Please keep Michael Gearhart–an activist attorney in your thoughts and prayers

this is from Michael Gearhart.

Apparently they gave him back his Cook County ID, but I do not have mine back. I will ask again on Monday. If you demand that the Cook County Sheriff and the court system do their jobs (ie, support and uphold the US Constitution), they take away your attorney ID.

I personally don’t care. I think they should COME TO ME and award it back. I don’t mind standing in line and talking to the deputies about how I’m an attorney, they took away my ID wrongfully, will not provide me with a reason, and I have done nothing wrong. The deputies are now friendly to me. They know I have scissors for cutting out pictures for evidence, they know I have little $2 Walmart staplers for the paper exhibits we (still, sigh) have to have (federal court it is all on a computer screen).

Next, when they get to court, Judge Aicha MacCarthy tells me she is afraid of “recording” so I cannot use my computer which has all my questions and case strategy and case info on. No matter, I call on angels. They help me when humans do not do what is right. But still, I argue the ADA because I am older and have arthritis in my hands and it is easier and more efficient to take notes on my laptop. She says, “bring an assistant.” I tell her “I have no assistants”. She says, “too bad for you.”
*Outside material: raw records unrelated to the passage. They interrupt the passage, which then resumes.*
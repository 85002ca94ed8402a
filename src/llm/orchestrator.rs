// src/llm/orchestrator.rs
//! Provider registry and the fallback orchestrator behind `enrich`.
//!
//! Families are tried strictly in priority order. Within a family every
//! currently healthy key gets at most one attempt; the first answer that comes
//! back is normalized and either returned (valid) or reported as a validation
//! failure without touching further families.

use std::sync::Arc;
use std::time::{Duration, Instant};

use metrics::{counter, gauge, histogram};
use tracing::{debug, info, warn};

use crate::llm::error::{EnrichmentFailure, ProviderError};
use crate::llm::health::{HealthPolicy, HealthReport, KeyHealthTracker};
use crate::llm::provider::{
    EnrichmentRequest, FamilyPricing, GenerationParams, ProviderAdapter, TaskKind,
};
use crate::llm::rotator::{Credential, KeyRotator, ProviderFamily, ProviderPool};
use crate::llm::schema::{normalize, EnrichmentResult, Provenance};

/// One provider family: its key pool, its adapter and its price.
pub struct FamilyEntry {
    pool: ProviderPool,
    adapter: Arc<dyn ProviderAdapter>,
    pricing: FamilyPricing,
}

impl FamilyEntry {
    pub fn family(&self) -> &ProviderFamily {
        self.pool.family()
    }

    pub fn pool(&self) -> &ProviderPool {
        &self.pool
    }
}

/// Owns every piece of mutable rotation/health state. Built once at startup
/// and shared by handle; tests build one per case.
pub struct ProviderRegistry {
    tracker: Arc<KeyHealthTracker>,
    rotator: KeyRotator,
    families: Vec<FamilyEntry>,
}

impl ProviderRegistry {
    pub fn builder(policy: HealthPolicy) -> RegistryBuilder {
        RegistryBuilder {
            policy,
            families: Vec::new(),
        }
    }

    pub fn tracker(&self) -> &Arc<KeyHealthTracker> {
        &self.tracker
    }

    pub fn rotator(&self) -> &KeyRotator {
        &self.rotator
    }

    /// Families in priority order.
    pub fn families(&self) -> impl Iterator<Item = &ProviderFamily> {
        self.families.iter().map(|f| f.family())
    }

    pub fn entry(&self, family: &ProviderFamily) -> Option<&FamilyEntry> {
        self.families.iter().find(|f| f.family() == family)
    }

    pub fn pool(&self, family: &ProviderFamily) -> Option<&ProviderPool> {
        self.entry(family).map(|f| f.pool())
    }

    pub fn credential(&self, family: &ProviderFamily, ordinal: usize) -> Option<&Credential> {
        self.pool(family)?.credentials().get(ordinal)
    }

    pub fn health_report(&self) -> HealthReport {
        self.tracker.report()
    }
}

pub struct RegistryBuilder {
    policy: HealthPolicy,
    families: Vec<FamilyEntry>,
}

impl RegistryBuilder {
    pub fn family<I, S>(self, name: &str, secrets: I, adapter: Arc<dyn ProviderAdapter>) -> Self
    where
        I: IntoIterator<Item = S>,
        S: Into<String>,
    {
        self.family_priced(name, secrets, adapter, 0.0)
    }

    pub fn family_priced<I, S>(
        mut self,
        name: &str,
        secrets: I,
        adapter: Arc<dyn ProviderAdapter>,
        cost_per_million_tokens: f64,
    ) -> Self
    where
        I: IntoIterator<Item = S>,
        S: Into<String>,
    {
        let family = ProviderFamily::new(name);
        if self.families.iter().any(|f| f.family() == &family) {
            warn!(%family, "duplicate provider family ignored");
            return self;
        }
        self.families.push(FamilyEntry {
            pool: ProviderPool::new(family.clone(), secrets),
            adapter,
            pricing: FamilyPricing {
                family,
                cost_per_million_tokens: cost_per_million_tokens.max(0.0),
            },
        });
        self
    }

    pub fn build(self) -> ProviderRegistry {
        let tracker = Arc::new(KeyHealthTracker::new(self.policy));
        for f in &self.families {
            tracker.register_pool(&f.pool);
            info!(
                family = %f.family(),
                keys = f.pool.len(),
                model = f.adapter.model(),
                "provider family registered"
            );
        }
        ProviderRegistry {
            rotator: KeyRotator::new(tracker.clone()),
            tracker,
            families: self.families,
        }
    }
}

#[derive(Debug, Clone)]
pub struct OrchestratorSettings {
    /// Upper bound for a single provider call.
    pub request_timeout: Duration,
    /// Pause before retrying with the next key of the same family.
    pub retry_delay: Duration,
    /// Optional cap on attempts per family, below the healthy-key count.
    pub max_attempts_per_family: Option<usize>,
}

impl Default for OrchestratorSettings {
    fn default() -> Self {
        Self {
            request_timeout: Duration::from_secs(60),
            retry_delay: Duration::from_millis(1000),
            max_attempts_per_family: None,
        }
    }
}

enum FamilyOutcome {
    Answered(EnrichmentResult),
    Exhausted,
}

#[derive(Default)]
struct AttemptLog {
    attempts: u32,
    last_error: Option<String>,
}

pub struct FallbackOrchestrator {
    registry: Arc<ProviderRegistry>,
    order: Vec<ProviderFamily>,
    settings: OrchestratorSettings,
}

impl FallbackOrchestrator {
    /// Use the registry's own family order as fallback priority.
    pub fn new(registry: Arc<ProviderRegistry>, settings: OrchestratorSettings) -> Self {
        let order = registry.families().cloned().collect();
        Self {
            registry,
            order,
            settings,
        }
    }

    /// Explicit priority; families unknown to the registry are skipped.
    pub fn with_order(
        registry: Arc<ProviderRegistry>,
        order: Vec<ProviderFamily>,
        settings: OrchestratorSettings,
    ) -> Self {
        Self {
            registry,
            order,
            settings,
        }
    }

    pub fn registry(&self) -> &Arc<ProviderRegistry> {
        &self.registry
    }

    pub fn order(&self) -> &[ProviderFamily] {
        &self.order
    }

    pub async fn enrich(
        &self,
        content: &str,
        task: TaskKind,
        params: GenerationParams,
    ) -> Result<EnrichmentResult, EnrichmentFailure> {
        let request = EnrichmentRequest::new(content, task, params);
        self.enrich_request(&request).await
    }

    pub async fn enrich_request(
        &self,
        request: &EnrichmentRequest,
    ) -> Result<EnrichmentResult, EnrichmentFailure> {
        let outcome = self.run(request).await;
        let label = match &outcome {
            Ok(_) => "valid",
            Err(e) => e.reason_code(),
        };
        counter!("enrich_outcomes_total", "outcome" => label).increment(1);
        outcome
    }

    async fn run(
        &self,
        request: &EnrichmentRequest,
    ) -> Result<EnrichmentResult, EnrichmentFailure> {
        let mut log = AttemptLog::default();

        for family in &self.order {
            let Some(entry) = self.registry.entry(family) else {
                debug!(%family, "family not registered, skipping");
                continue;
            };

            match self.try_family(entry, request, &mut log).await {
                FamilyOutcome::Answered(result) if result.is_valid() => {
                    return Ok(result);
                }
                FamilyOutcome::Answered(result) => {
                    warn!(
                        %family,
                        task = %request.task,
                        issues = ?result.issues(),
                        "provider answer failed validation"
                    );
                    return Err(EnrichmentFailure::ValidationFailed {
                        family: family.to_string(),
                        issues: result.issues().to_vec(),
                    });
                }
                FamilyOutcome::Exhausted => {
                    info!(%family, task = %request.task, "family exhausted, falling back");
                }
            }
        }

        if log.attempts == 0 {
            warn!(task = %request.task, "no credentials available in any family");
            Err(EnrichmentFailure::NoCredentialsAvailable)
        } else {
            warn!(
                task = %request.task,
                attempts = log.attempts,
                last_error = log.last_error.as_deref().unwrap_or(""),
                "all provider families exhausted"
            );
            Err(EnrichmentFailure::AllProvidersExhausted {
                attempts: log.attempts,
                last_error: log.last_error,
            })
        }
    }

    async fn try_family(
        &self,
        entry: &FamilyEntry,
        request: &EnrichmentRequest,
        log: &mut AttemptLog,
    ) -> FamilyOutcome {
        let family = entry.family();
        let tracker = self.registry.tracker();

        let healthy = tracker.healthy_in(entry.pool.credentials()).len();
        let mut budget = healthy.max(1);
        if let Some(cap) = self.settings.max_attempts_per_family {
            budget = budget.min(cap.max(1));
        }

        let mut tried: Vec<usize> = Vec::with_capacity(budget);
        for attempt in 0..budget {
            let Some(cred) = self.registry.rotator().next_excluding(&entry.pool, &tried) else {
                break;
            };
            tried.push(cred.ordinal());
            if attempt > 0 && !self.settings.retry_delay.is_zero() {
                tokio::time::sleep(self.settings.retry_delay).await;
            }
            log.attempts += 1;

            let started = Instant::now();
            let call = tokio::time::timeout(
                self.settings.request_timeout,
                entry.adapter.complete(&cred, request),
            )
            .await;
            let latency_ms = started.elapsed().as_millis() as u64;
            histogram!("llm_request_duration_ms", "family" => family.to_string())
                .record(latency_ms as f64);

            let err = match call {
                Ok(Ok(raw)) => {
                    tracker.record_success(&cred);
                    counter!(
                        "llm_requests_total",
                        "family" => family.to_string(),
                        "outcome" => "success"
                    )
                    .increment(1);
                    debug!(
                        %family,
                        ordinal = cred.ordinal(),
                        key = cred.fingerprint(),
                        attempt = attempt + 1,
                        latency_ms,
                        tokens = raw.tokens_used,
                        "provider call succeeded"
                    );
                    let provenance = Provenance {
                        family: family.clone(),
                        model: raw.model.clone(),
                        credential_ordinal: cred.ordinal(),
                        latency_ms,
                        tokens_used: raw.tokens_used,
                        estimated_cost_usd: entry.pricing.estimate(raw.tokens_used),
                    };
                    return FamilyOutcome::Answered(normalize(&raw, provenance));
                }
                Ok(Err(e)) => e,
                Err(_) => ProviderError::Timeout(self.settings.request_timeout.as_secs()),
            };

            let text = err.to_string();
            tracker.record_failure(&cred, &text);
            let outcome = if matches!(err, ProviderError::Timeout(_)) {
                "timeout"
            } else {
                "error"
            };
            counter!(
                "llm_requests_total",
                "family" => family.to_string(),
                "outcome" => outcome
            )
            .increment(1);
            warn!(
                %family,
                ordinal = cred.ordinal(),
                key = cred.fingerprint(),
                attempt = attempt + 1,
                transient = err.is_transient(),
                error = %text,
                "provider call failed"
            );
            log.last_error = Some(format!("{family}: {text}"));
        }

        gauge!("llm_healthy_keys", "family" => family.to_string())
            .set(tracker.healthy_count(family) as f64);
        FamilyOutcome::Exhausted
    }
}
So I ask you all, and I will report back to her, is there anyone out there willing to volunteer their time to come to court to take short hand for me and type it up in the hall so I can use it when I have to question witnesses. IF so, then I will let her know.

The better question is, why are the circuit court judges so afraid of recording? I see no harm it it. First of all, it is accurate. I have seen and experience many, many, changed transcripts. Do I have to list them all. Nope, that would be typing for a day. Next, my rule is, if you think you will be shamed by saying it, then DON’T SAY IT.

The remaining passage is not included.